# WHAT IS EXPECTED
Based on the listing below, report how many lines contain the word "HomeServices". Nothing but the number, please.

☆ ☆ ☆ ☆ ☆

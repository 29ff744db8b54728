// Copyright (c) 2025 Kirky.X
//
// Licensed under the MIT License
// See LICENSE file in the project root for full license information.

use chrono::{DateTime, Utc};
use serde::{Deserialize, Serialize};
use std::fmt;
use std::str::FromStr;

/// 行业分类
///
/// 封闭集合，模型返回的未知值一律归为 `Other`
#[derive(Debug, Clone, Copy, PartialEq, Eq, Hash, Serialize, Deserialize, Default)]
#[serde(rename_all = "snake_case")]
pub enum Industry {
    Restaurant,
    Retail,
    Ecommerce,
    Healthcare,
    Dental,
    Fitness,
    Beauty,
    RealEstate,
    Legal,
    Finance,
    Insurance,
    Technology,
    Education,
    Construction,
    HomeServices,
    Automotive,
    Hospitality,
    Travel,
    ProfessionalServices,
    Marketing,
    Nonprofit,
    Entertainment,
    Manufacturing,
    Agriculture,
    #[default]
    Other,
}

impl Industry {
    /// 全部行业，按提示词中的顺序
    pub const ALL: [Industry; 25] = [
        Industry::Restaurant,
        Industry::Retail,
        Industry::Ecommerce,
        Industry::Healthcare,
        Industry::Dental,
        Industry::Fitness,
        Industry::Beauty,
        Industry::RealEstate,
        Industry::Legal,
        Industry::Finance,
        Industry::Insurance,
        Industry::Technology,
        Industry::Education,
        Industry::Construction,
        Industry::HomeServices,
        Industry::Automotive,
        Industry::Hospitality,
        Industry::Travel,
        Industry::ProfessionalServices,
        Industry::Marketing,
        Industry::Nonprofit,
        Industry::Entertainment,
        Industry::Manufacturing,
        Industry::Agriculture,
        Industry::Other,
    ];

    pub fn as_str(&self) -> &'static str {
        match self {
            Industry::Restaurant => "restaurant",
            Industry::Retail => "retail",
            Industry::Ecommerce => "ecommerce",
            Industry::Healthcare => "healthcare",
            Industry::Dental => "dental",
            Industry::Fitness => "fitness",
            Industry::Beauty => "beauty",
            Industry::RealEstate => "real_estate",
            Industry::Legal => "legal",
            Industry::Finance => "finance",
            Industry::Insurance => "insurance",
            Industry::Technology => "technology",
            Industry::Education => "education",
            Industry::Construction => "construction",
            Industry::HomeServices => "home_services",
            Industry::Automotive => "automotive",
            Industry::Hospitality => "hospitality",
            Industry::Travel => "travel",
            Industry::ProfessionalServices => "professional_services",
            Industry::Marketing => "marketing",
            Industry::Nonprofit => "nonprofit",
            Industry::Entertainment => "entertainment",
            Industry::Manufacturing => "manufacturing",
            Industry::Agriculture => "agriculture",
            Industry::Other => "other",
        }
    }

    /// 宽松解析模型输出的行业值
    ///
    /// 忽略大小写，空格和连字符视为下划线，无法识别时返回 `Other`
    pub fn coerce(raw: &str) -> Self {
        let normalized: String = raw
            .trim()
            .to_lowercase()
            .chars()
            .map(|c| if c == ' ' || c == '-' { '_' } else { c })
            .collect();
        normalized.parse().unwrap_or_default()
    }
}

impl fmt::Display for Industry {
    fn fmt(&self, f: &mut fmt::Formatter) -> fmt::Result {
        f.write_str(self.as_str())
    }
}

impl FromStr for Industry {
    type Err = ();

    fn from_str(s: &str) -> Result<Self, Self::Err> {
        Industry::ALL
            .iter()
            .copied()
            .find(|industry| industry.as_str() == s)
            .ok_or(())
    }
}

/// 结构化SEO提取结果
#[derive(Debug, Clone, PartialEq, Serialize, Deserialize)]
#[serde(rename_all = "camelCase")]
pub struct SeoAnalysisResult {
    /// 关键词
    pub keywords: Vec<String>,
    /// 地理位置
    pub location: Option<String>,
    /// 行业
    pub industry: Industry,
    /// Meta标题（不超过60个字符）
    pub meta_title: Option<String>,
    /// Meta描述（不超过160个字符）
    pub meta_description: Option<String>,
    pub success: bool,
    #[serde(skip_serializing_if = "Option::is_none")]
    pub error: Option<String>,
}

/// 持久化到客户设置中的SEO字段
#[derive(Debug, Clone, PartialEq, Serialize, Deserialize)]
#[serde(rename_all = "camelCase")]
pub struct SeoSettings {
    /// 客户标识
    pub client_id: String,
    pub keywords: Vec<String>,
    pub location: Option<String>,
    pub industry: Industry,
    pub meta_title: Option<String>,
    pub meta_description: Option<String>,
    /// 分析来源站点
    pub source_url: String,
    pub updated_at: DateTime<Utc>,
}

impl SeoSettings {
    pub fn from_analysis(client_id: &str, source_url: &str, analysis: &SeoAnalysisResult) -> Self {
        Self {
            client_id: client_id.to_string(),
            keywords: analysis.keywords.clone(),
            location: analysis.location.clone(),
            industry: analysis.industry,
            meta_title: analysis.meta_title.clone(),
            meta_description: analysis.meta_description.clone(),
            source_url: source_url.to_string(),
            updated_at: Utc::now(),
        }
    }
}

☆ ☆ ☆ ☆ ☆

# EXPECTED OUTPUT
3